> DIRECTIONS FOR THIS TASK: Answer with a bare number: the count of lines in the records below that have the word "failure".

=== Begin Enclosure ===

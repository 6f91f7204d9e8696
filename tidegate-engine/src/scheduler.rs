//! Greedy scheduling loop driving a session to completion.
//!
//! The scheduler repeatedly picks a pending entity (priority milestone items
//! first, otherwise uniformly at random), asks the dependency gate whether it
//! may be randomized, and dispatches it to the handler registered for its
//! category. There is no backtracking: an entity that cannot be handled
//! stays pending until the iteration cap trips.
use rand::Rng;
use std::collections::{BTreeMap, BTreeSet, VecDeque};

use crate::balancer::{self, IngredientBalancer};
use crate::entity::{Category, EntityId};
use crate::error::RandomizerError;
use crate::gate::DependencyGate;
use crate::progression::Milestone;
use crate::result::ResultBundle;
use crate::session::Session;
use crate::shuffler::LocationShuffler;
use crate::spawn::SpawnDistributor;

#[derive(Debug, Clone, Copy, PartialEq, Eq)]
pub enum SchedulerState {
    Idle,
    Running,
    Completed,
    Failed,
}

/// Progress snapshot passed to the checkpoint callback.
#[derive(Debug, Clone, Copy, PartialEq, Eq)]
pub struct Checkpoint {
    pub iteration: u32,
    pub pending: usize,
    pub depth: i32,
}

#[derive(Debug, Clone, Copy, PartialEq, Eq)]
pub enum HandlerOutcome {
    Resolved,
    /// Nothing was registered; the entity stays pending.
    Deferred,
}

/// Category-specific randomization step.
pub trait EntityHandler {
    /// # Errors
    ///
    /// Returns a `RandomizerError` only for conditions that must abort the session.
    fn handle(
        &mut self,
        id: &EntityId,
        session: &mut Session,
    ) -> Result<HandlerOutcome, RandomizerError>;
}

/// Ordered extension points around a session.
pub trait SessionHook {
    fn on_setup(&mut self, _session: &mut Session) {}

    fn on_pre_loop(&mut self, _session: &mut Session) {}

    fn on_resolved(&mut self, _id: &EntityId, _session: &mut Session) {}

    fn on_complete(&mut self, _bundle: &ResultBundle) {}
}

/// Assigns recipes to craftable entities.
pub struct RecipeHandler {
    balancer: Box<dyn IngredientBalancer>,
}

impl RecipeHandler {
    #[must_use]
    pub fn new(balancer: Box<dyn IngredientBalancer>) -> Self {
        Self { balancer }
    }
}

impl EntityHandler for RecipeHandler {
    fn handle(
        &mut self,
        id: &EntityId,
        session: &mut Session,
    ) -> Result<HandlerOutcome, RandomizerError> {
        let Some(vanilla) = session.entity(id).and_then(|entity| entity.recipe.clone()) else {
            // Blueprint-only unlock: nothing to craft.
            return Ok(HandlerOutcome::Resolved);
        };

        if !session.config.randomise_recipes {
            if let Some(line) = vanilla
                .ingredients
                .iter()
                .find(|line| session.entity(&line.id).is_some_and(|e| !e.resolved))
            {
                log::debug!("{id} waits for vanilla ingredient {}", line.id);
                return Ok(HandlerOutcome::Deferred);
            }
            session.results.register_recipe(vanilla);
            return Ok(HandlerOutcome::Resolved);
        }

        match self.balancer.assign(id, session) {
            Ok(recipe) => {
                if let Some(entity) = session.entities.get_mut(id) {
                    entity.recipe = Some(recipe.clone());
                }
                session.results.register_recipe(recipe);
                Ok(HandlerOutcome::Resolved)
            }
            Err(failure) => {
                log::debug!("recipe deferred: {failure}");
                Ok(HandlerOutcome::Deferred)
            }
        }
    }
}

/// Assigns scan counts and spawn locations to fragments.
#[derive(Debug, Default)]
pub struct FragmentHandler;

impl EntityHandler for FragmentHandler {
    fn handle(
        &mut self,
        id: &EntityId,
        session: &mut Session,
    ) -> Result<HandlerOutcome, RandomizerError> {
        let scans = &session.config.scan_counts;
        let scans_needed = if scans.enabled {
            let (min, max) = (scans.min, scans.max);
            let drawn = session.rng.gen_range(min..=max);
            session.results.register_scan_count(id.clone(), drawn);
            drawn
        } else {
            scans.default_scans
        };

        let profile = SpawnDistributor::distribute(id, session.depth, scans_needed, session)?;
        if let Some(entity) = session.entities.get_mut(id) {
            entity.spawn = Some(profile.clone());
        }
        session.results.register_spawn(profile);
        Ok(HandlerOutcome::Resolved)
    }
}

type CheckpointFn = Box<dyn FnMut(&Checkpoint)>;

pub struct Scheduler {
    session: Session,
    state: SchedulerState,
    handlers: Vec<Box<dyn EntityHandler>>,
    dispatch: BTreeMap<Category, usize>,
    hooks: Vec<Box<dyn SessionHook>>,
    checkpoint: Option<CheckpointFn>,
    pending: Vec<EntityId>,
    priority: VecDeque<EntityId>,
    /// Remembered elective picks keyed by (milestone index, group index).
    electives: BTreeMap<(usize, usize), EntityId>,
}

const CRAFTED: [Category; 9] = [
    Category::CraftedMaterial,
    Category::Consumable,
    Category::Tool,
    Category::Equipment,
    Category::Deployable,
    Category::Upgrade,
    Category::Vehicle,
    Category::BasePiece,
    Category::BaseOutpost,
];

=== End Enclosure ===

> FINISHED EXERCISE: 2